A ‘new paradigm’ built on sand
At Dubai’s soaring, spurious peak, one factoid the emirate’s bling-burdened battalion of ‘corporate communications consultants’ liked to slip to junketing media was that Dubai had the world’s densest concentration of cranes. Impossible to verify but too good to ignore, the glib observation almost always made it into media reports. It compelled people to want to go where the action was: subliminally, it suggested an economy where the fast buck came easy.
And it certainly seemed true from the spas of Dubai’s ‘seven-star’ hotels, rising over a city-state-as-building-site which was also constructing that contrived archipelago for Premier League millionaires and their ilk. One towering temple to the Al-Maktoum clan’s ‘vision’ was so tall — or so it was often said, over flutes of Cristal at the China Moon champagne bar — that its Pakistani crane operator slept in the cabin nearly a kilometre up because to descend to ground level took so long and ate into his overtime earnings. Cosmopolitan Dubai was a ‘world city’, a ‘free zone’ where anyone of any creed from anywhere could get rich quick.
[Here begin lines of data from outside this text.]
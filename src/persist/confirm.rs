//! Post-write confirmation by fresh directory enumeration.

use std::collections::HashSet;
use std::path::{Path, PathBuf};

use tokio::fs;
use tracing::{debug, instrument};

use super::PersistError;

/// Enumerates every regular file under `root`, recursively.
///
/// # Errors
///
/// Returns [`PersistError::Io`] if any directory cannot be read.
pub async fn scan_files(root: &Path) -> Result<HashSet<PathBuf>, PersistError> {
    let mut files = HashSet::new();
    let mut pending = vec![root.to_path_buf()];

    while let Some(dir) = pending.pop() {
        let mut entries = fs::read_dir(&dir)
            .await
            .map_err(|source| PersistError::io(&dir, source))?;
        while let Some(entry) = entries
            .next_entry()
            .await
            .map_err(|source| PersistError::io(&dir, source))?
        {
            let file_type = entry
                .file_type()
                .await
                .map_err(|source| PersistError::io(entry.path(), source))?;
            if file_type.is_dir() {
                pending.push(entry.path());
            } else if file_type.is_file() {
                files.insert(entry.path());
            }
        }
    }

    Ok(files)
}

/// Confirms every path in `expected` is present as a regular file in a fresh
/// scan of `dir`.
///
/// # Errors
///
/// Returns [`PersistError::WriteUnconfirmed`] naming the first missing path,
/// or [`PersistError::Io`] if the scan itself fails.
#[instrument(skip(expected), fields(dir = %dir.display()))]
pub async fn confirm_written(dir: &Path, expected: &[&Path]) -> Result<(), PersistError> {
    let found = scan_files(dir).await?;
    for path in expected {
        if !found.contains(*path) {
            return Err(PersistError::write_unconfirmed(*path));
        }
    }
    debug!(files = found.len(), "writes confirmed");
    Ok(())
}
And that yarn was devoured by chavvy main-chancers wanting to remake themselves some place where no one much knew or cared who they were.
But a more apposite factoid was the one that said Dubai had the world’s densest concentration of those overtanned, overpaid ‘corporate communications consultants’ — all selling a ‘new paradigm’: these sultans of sophistry conjured images of wise men in dishdashas having somehow conceived a uniquely Dubaian, highly developed reinvention of capitalism and commerce.
It was the sort of bogus twaddle I imagine Bernie Madoff spouted to eager ears in Floridian country clubs, Icelandic bankers to Middle England’s local authority treasurers, and Enron to everyone.